Langford nodded. Clay knew as well as anyone how the events unfolded. He was onboard the Bowditch when it was struck.
“So, that’s it!” exclaimed Clay. “That’s why the warship itself never attacked…because it couldn’t. And that’s why their sub was there. For protection. They were there to make sure the warship and its cargo made it out.”
“So they gutted the thing.”
Clay nodded, as the pieces fell into place. “They’d been bringing those crates out of the jungle for months. But there was no way they could have fit it into just one warship. It’s too small. Unless they gutted the ship. Removing everything inside gave them the storage they needed, which meant it also left the ship defenseless. Their submarine was simply waiting, ready to clear a path for it.”

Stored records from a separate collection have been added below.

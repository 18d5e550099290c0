//! Common test utilities
#![allow(dead_code)]

use devctx::Place;
use devctx::registry::{ContextRegistry, RegistryBuilder};
use devctx::runtime::emulated::{EmulatedBackend, Event};
use std::sync::{Arc, Once};

/// Route `tracing` output to the test harness once per binary
pub fn init_tracing() {
    static INIT: Once = Once::new();
    INIT.call_once(|| {
        let _ = tracing_subscriber::fmt()
            .with_test_writer()
            .with_max_level(tracing::Level::DEBUG)
            .try_init();
    });
}

/// Builder preloaded with an emulated backend of `devices` accelerators
pub fn emulated_builder(devices: usize) -> (Arc<EmulatedBackend>, RegistryBuilder) {
    init_tracing();
    let emu = Arc::new(EmulatedBackend::new(devices));
    let builder = RegistryBuilder::new()
        .accelerator(emu.accelerator_backend())
        .allocator(emu.allocator());
    (emu, builder)
}

/// Registry over `places` on a fresh emulated backend
pub fn emulated_registry(
    devices: usize,
    places: impl IntoIterator<Item = Place>,
) -> (Arc<EmulatedBackend>, ContextRegistry) {
    let (emu, builder) = emulated_builder(devices);
    let registry = builder
        .places(places)
        .build()
        .expect("emulated registry should build");
    (emu, registry)
}

/// Index of the first event matching `pred`
pub fn position(events: &[Event], pred: impl Fn(&Event) -> bool) -> usize {
    events
        .iter()
        .position(pred)
        .unwrap_or_else(|| panic!("no matching event in {:#?}", events))
}
//! Host context with a thread-scoped object cache
//!
//! Primitive libraries cache compiled kernels and reorder descriptors per
//! worker thread. Each worker announces its identity with
//! [`set_current_thread_id`]; the cache keeps one `name -> blob` row per id.
//! Entries are only inserted or overwritten, never evicted, for the life of
//! the context.

use super::host::{HostContext, HostDevice};
use crate::error::{Error, Result};
use crate::place::Place;
use crate::runtime::Allocator;
use parking_lot::Mutex;
use std::any::Any;
use std::cell::Cell;
use std::collections::HashMap;
use std::fmt;
use std::sync::Arc;

/// Caller-assigned worker identity
pub type ThreadId = usize;

/// Shared, type-erased cached object
pub type Blob = Arc<dyn Any + Send + Sync>;

thread_local! {
    static CURRENT_THREAD_ID: Cell<Option<ThreadId>> = const { Cell::new(None) };
}

/// Set the cache identity of the calling OS thread
pub fn set_current_thread_id(id: ThreadId) {
    CURRENT_THREAD_ID.with(|current| current.set(Some(id)));
}

/// Cache identity of the calling OS thread, if one was set
pub fn current_thread_id() -> Option<ThreadId> {
    CURRENT_THREAD_ID.with(Cell::get)
}

/// Forget the cache identity of the calling OS thread
pub fn clear_current_thread_id() {
    CURRENT_THREAD_ID.with(|current| current.set(None));
}

/// Host context carrying a per-thread keyed blob cache
pub struct BlobCacheContext {
    host: HostContext,
    rows: Mutex<HashMap<ThreadId, HashMap<String, Blob>>>,
}

impl BlobCacheContext {
    /// Create a cache context for [`Place::Host`]
    pub fn new(allocator: Arc<dyn Allocator>) -> Self {
        Self {
            host: HostContext::new(Place::Host, allocator),
            rows: Mutex::new(HashMap::new()),
        }
    }

    /// Place this context serves
    #[inline]
    pub fn place(&self) -> Place {
        self.host.place()
    }

    /// Host device adapter
    #[inline]
    pub fn device(&self) -> &HostDevice {
        self.host.device()
    }

    /// Host work is synchronous; always succeeds.
    pub fn wait(&self) -> Result<()> {
        self.host.wait()
    }

    /// Insert or overwrite `name` in the calling thread's row
    ///
    /// Fails with [`Error::ThreadIdUnset`] if the thread never called
    /// [`set_current_thread_id`].
    pub fn set_blob(&self, name: impl Into<String>, blob: Blob) -> Result<()> {
        let id = current_thread_id().ok_or(Error::ThreadIdUnset)?;
        self.set_blob_for(id, name, blob);
        Ok(())
    }

    /// Look up `name` in the calling thread's row
    ///
    /// A thread without an identity has no row, so this is a miss.
    pub fn get_blob(&self, name: &str) -> Option<Blob> {
        self.get_blob_for(current_thread_id()?, name)
    }

    /// Typed lookup; `None` on a miss or if the blob is not a `T`
    pub fn get_blob_as<T: Any + Send + Sync>(&self, name: &str) -> Option<Arc<T>> {
        self.get_blob(name)?.downcast::<T>().ok()
    }

    /// Insert or overwrite `name` in the row of thread `id`
    pub fn set_blob_for(&self, id: ThreadId, name: impl Into<String>, blob: Blob) {
        self.rows
            .lock()
            .entry(id)
            .or_default()
            .insert(name.into(), blob);
    }

    /// Look up `name` in the row of thread `id`
    pub fn get_blob_for(&self, id: ThreadId, name: &str) -> Option<Blob> {
        self.rows.lock().get(&id)?.get(name).cloned()
    }

    /// Total cached entries across all rows
    pub fn blob_count(&self) -> usize {
        self.rows.lock().values().map(HashMap::len).sum()
    }

    /// Number of threads that own a row
    pub fn thread_rows(&self) -> usize {
        self.rows.lock().len()
    }
}

impl fmt::Debug for BlobCacheContext {
    fn fmt(&self, f: &mut fmt::Formatter<'_>) -> fmt::Result {
        f.debug_struct("BlobCacheContext")
            .field("place", &self.place())
            .field("thread_rows", &self.thread_rows())
            .field("blob_count", &self.blob_count())
            .finish()
    }
}
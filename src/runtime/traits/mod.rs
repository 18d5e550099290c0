//! Capability traits for the external collaborators of execution contexts

pub mod device;
pub mod driver;
pub mod library;

pub use device::Device;
pub use driver::{DeviceDriver, DeviceProperties, RawStream};
pub use library::{BlasLibrary, DnnLibrary, NoDnn, RawBlasHandle, RawDnnHandle};
//! Capability trait implementations for the emulated backend

use super::{EmulatedBackend, Event, FaultPoint, HandleState, StreamState};
use crate::error::{Error, Result};
use crate::place::Place;
use crate::runtime::Allocator;
use crate::runtime::allocator::{host_alloc, host_free};
use crate::runtime::traits::{
    BlasLibrary, DeviceDriver, DeviceProperties, DnnLibrary, RawBlasHandle, RawDnnHandle,
    RawStream,
};
use parking_lot::Mutex;

impl EmulatedBackend {
    fn check_device(&self, device: usize) -> Result<()> {
        if device >= self.device_count {
            return Err(Error::InvalidDevice {
                device,
                count: self.device_count,
            });
        }
        Ok(())
    }
}

// ============================================================================
// Driver
// ============================================================================

impl DeviceDriver for EmulatedBackend {
    fn name(&self) -> &'static str {
        "emulated"
    }

    fn device_count(&self) -> Result<usize> {
        Ok(self.device_count)
    }

    fn set_device(&self, device: usize) -> Result<()> {
        self.check_device(device)?;
        let mut state = self.state.lock();
        state.events.push(Event::SetDevice(device));
        if state.take_fault(FaultPoint::SetDevice) {
            return Err(Error::driver("set_device", device, "injected failure"));
        }
        state.active_device = Some(device);
        Ok(())
    }

    fn properties(&self, device: usize) -> Result<DeviceProperties> {
        self.check_device(device)?;
        let mut state = self.state.lock();
        state.events.push(Event::QueryProperties(device));
        if state.take_fault(FaultPoint::Properties) {
            return Err(Error::driver("properties", device, "injected failure"));
        }
        Ok(self.properties)
    }

    fn create_stream(&self, device: usize) -> Result<RawStream> {
        self.check_device(device)?;
        let mut state = self.state.lock();
        if state.take_fault(FaultPoint::CreateStream) {
            return Err(Error::driver("create_stream", device, "injected failure"));
        }

        let stream = RawStream(state.next_handle());
        state.streams.insert(
            stream,
            StreamState {
                device,
                ..Default::default()
            },
        );
        state.events.push(Event::CreateStream { device, stream });
        Ok(stream)
    }

    fn synchronize(&self, stream: RawStream) -> Result<()> {
        let exec = {
            let state = self.state.lock();
            state.streams.get(&stream).map(|s| s.exec.clone())
        };
        // Held for the whole drain so concurrent synchronizers of this
        // stream cannot interleave its work or return before it finished.
        let _exec = exec.as_deref().map(Mutex::lock);

        let device = {
            let mut state = self.state.lock();
            state.events.push(Event::Synchronize(stream));
            let injected = state.take_fault(FaultPoint::Synchronize);
            let stream_state = state.live_stream(stream, "synchronize")?;
            if injected {
                return Err(Error::driver(
                    "synchronize",
                    stream_state.device,
                    "injected failure",
                ));
            }
            stream_state.device
        };

        loop {
            let work = {
                let mut state = self.state.lock();
                state
                    .streams
                    .get_mut(&stream)
                    .and_then(|s| s.pending.pop_front())
            };
            let Some(work) = work else {
                break;
            };

            work();

            if let Some(stream_state) = self.state.lock().streams.get_mut(&stream) {
                stream_state.completed += 1;
            }
        }

        let mut state = self.state.lock();
        match state.streams.get_mut(&stream).and_then(|s| s.fault.take()) {
            Some(reason) => Err(Error::AsyncFault { device, reason }),
            None => Ok(()),
        }
    }

    fn last_error(&self, device: usize) -> Result<()> {
        self.check_device(device)?;
        let mut state = self.state.lock();
        state.events.push(Event::CheckLastError(device));
        match state.sticky.remove(&device) {
            Some(reason) => Err(Error::AsyncFault { device, reason }),
            None => Ok(()),
        }
    }

    fn destroy_stream(&self, stream: RawStream) -> Result<()> {
        let mut state = self.state.lock();
        state.events.push(Event::DestroyStream(stream));
        if state.take_fault(FaultPoint::DestroyStream) {
            return Err(Error::driver("destroy_stream", 0, "injected failure"));
        }

        let bound = state.blas.values().any(|h| h.stream == Some(stream))
            || state.dnn.values().any(|h| h.stream == Some(stream));

        let stream_state = state.live_stream(stream, "destroy_stream")?;
        let device = stream_state.device;
        let queued = stream_state.pending.len();
        stream_state.destroyed = true;
        stream_state.pending.clear();

        if queued > 0 {
            state.violations.push(format!(
                "stream {:#x} on gpu:{} destroyed with {} op(s) queued",
                stream.0, device, queued
            ));
        }
        if bound {
            state.violations.push(format!(
                "stream {:#x} on gpu:{} destroyed while a library handle is bound to it",
                stream.0, device
            ));
        }
        Ok(())
    }

    fn memset_async(
        &self,
        stream: RawStream,
        ptr: u64,
        value: u8,
        size_bytes: usize,
    ) -> Result<()> {
        let mut state = self.state.lock();
        state.events.push(Event::Memset {
            stream,
            ptr,
            size: size_bytes,
        });
        let injected = state.take_fault(FaultPoint::Memset);
        let in_bounds = size_bytes == 0
            || state.allocations.iter().any(|(&base, &(_, len))| {
                ptr >= base && ptr + size_bytes as u64 <= base + len as u64
            });

        let stream_state = state.live_stream(stream, "memset_async")?;
        if injected {
            return Err(Error::driver(
                "memset_async",
                stream_state.device,
                "injected failure",
            ));
        }
        if !in_bounds {
            return Err(Error::driver(
                "memset_async",
                stream_state.device,
                format!("{:#x}+{} is not inside a live allocation", ptr, size_bytes),
            ));
        }

        stream_state.pending.push_back(Box::new(move || {
            // SAFETY: the range was inside a live allocation when queued, and
            // the allocation is quarantined rather than freed while work is
            // still pending on its device.
            unsafe { std::ptr::write_bytes(ptr as *mut u8, value, size_bytes) }
        }));
        stream_state.enqueued += 1;
        Ok(())
    }
}

// ============================================================================
// Libraries
// ============================================================================

impl BlasLibrary for EmulatedBackend {
    fn create_handle(&self, device: usize) -> Result<RawBlasHandle> {
        self.check_device(device)?;
        let mut state = self.state.lock();
        if state.take_fault(FaultPoint::CreateBlas) {
            return Err(Error::blas("create_handle", "injected failure"));
        }

        let handle = RawBlasHandle(state.next_handle());
        state.blas.insert(handle, HandleState { stream: None });
        state.events.push(Event::CreateBlas(handle));
        Ok(handle)
    }

    fn set_stream(&self, handle: RawBlasHandle, stream: RawStream) -> Result<()> {
        let mut state = self.state.lock();
        state.live_stream(stream, "blas_set_stream")?;
        let bound = state
            .blas
            .get_mut(&handle)
            .ok_or_else(|| Error::blas("set_stream", format!("unknown handle {:#x}", handle.0)))?;
        bound.stream = Some(stream);
        state.events.push(Event::BindBlas(handle, stream));
        Ok(())
    }

    fn destroy_handle(&self, handle: RawBlasHandle) -> Result<()> {
        let mut state = self.state.lock();
        state.events.push(Event::DestroyBlas(handle));
        state
            .blas
            .remove(&handle)
            .map(|_| ())
            .ok_or_else(|| Error::blas("destroy_handle", format!("unknown handle {:#x}", handle.0)))
    }
}

impl DnnLibrary for EmulatedBackend {
    fn is_available(&self) -> bool {
        self.dnn_available
    }

    fn create_handle(&self, device: usize) -> Result<RawDnnHandle> {
        self.check_device(device)?;
        if !self.dnn_available {
            return Err(Error::dnn("create_handle", "library not available"));
        }
        let mut state = self.state.lock();
        if state.take_fault(FaultPoint::CreateDnn) {
            return Err(Error::dnn("create_handle", "injected failure"));
        }

        let handle = RawDnnHandle(state.next_handle());
        state.dnn.insert(handle, HandleState { stream: None });
        state.events.push(Event::CreateDnn(handle));
        Ok(handle)
    }

    fn set_stream(&self, handle: RawDnnHandle, stream: RawStream) -> Result<()> {
        let mut state = self.state.lock();
        state.live_stream(stream, "dnn_set_stream")?;
        let bound = state
            .dnn
            .get_mut(&handle)
            .ok_or_else(|| Error::dnn("set_stream", format!("unknown handle {:#x}", handle.0)))?;
        bound.stream = Some(stream);
        state.events.push(Event::BindDnn(handle, stream));
        Ok(())
    }

    fn destroy_handle(&self, handle: RawDnnHandle) -> Result<()> {
        let mut state = self.state.lock();
        state.events.push(Event::DestroyDnn(handle));
        state
            .dnn
            .remove(&handle)
            .map(|_| ())
            .ok_or_else(|| Error::dnn("destroy_handle", format!("unknown handle {:#x}", handle.0)))
    }
}

// ============================================================================
// Allocator
// ============================================================================

impl Allocator for EmulatedBackend {
    fn allocate(&self, place: Place, size_bytes: usize) -> Result<u64> {
        if let Some(device) = place.device_index() {
            self.check_device(device)?;
        }

        let mut state = self.state.lock();
        if state.take_fault(FaultPoint::Allocate) {
            return Err(Error::OutOfMemory { size: size_bytes });
        }

        let ptr = host_alloc(size_bytes)?;
        if ptr != 0 {
            state.allocations.insert(ptr, (place, size_bytes));
        }
        state.events.push(Event::Allocate {
            place,
            ptr,
            size: size_bytes,
        });
        Ok(ptr)
    }

    fn deallocate(&self, place: Place, ptr: u64, _size_bytes: usize) {
        if ptr == 0 {
            return;
        }

        let mut state = self.state.lock();
        state.events.push(Event::Free { place, ptr });

        let Some((owner, len)) = state.allocations.remove(&ptr) else {
            state
                .violations
                .push(format!("free of unknown pointer {:#x} on {}", ptr, place));
            return;
        };
        if owner != place {
            state.violations.push(format!(
                "{:#x} allocated on {} but freed on {}",
                ptr, owner, place
            ));
        }

        if let Some(device) = owner.device_index() {
            let in_flight = state.in_flight_on(device);
            if in_flight > 0 {
                state.violations.push(format!(
                    "freed {:#x} on gpu:{} while {} op(s) were in flight",
                    ptr, device, in_flight
                ));
                // Leak instead of freeing: queued work may still touch it.
                return;
            }
        }

        host_free(ptr, len);
    }

    fn allocated_bytes(&self) -> usize {
        let state = self.state.lock();
        state.allocations.values().map(|&(_, len)| len).sum()
    }
}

Langford watched the expression on Clay’s face. The guy never forgot anything. Given enough time, he could figure damn near anything out.
“Well, that was clever,” Caesare said.
Langford frowned. “The Russians were bad enough. But the Chinese are a whole new problem.”
Clay was thinking the same thing. Russia’s relationship with the U.S. had reached new lows over the fiasco in the Ukraine. And Washington’s relationship with the Chinese was also deteriorating, assisted by the Chinese coming out publicly in support of Russia’s position. Until then, China had remained a reluctant geopolitical partner of the U.S., primarily due to many decades of economic trading history. But in recent years China had been taking steps of their own, inching closer and closer to an adversarial position. When news leaked out that they’d actually attacked and sunk a large United States naval ship, things were bound to escalate, and badly.
“What happens now?” asked Clay.
Langford shook his head. “Nothing good. What the Chinese found on that mountain was worth starting a war over. But make no mistake, we would have done the same thing.”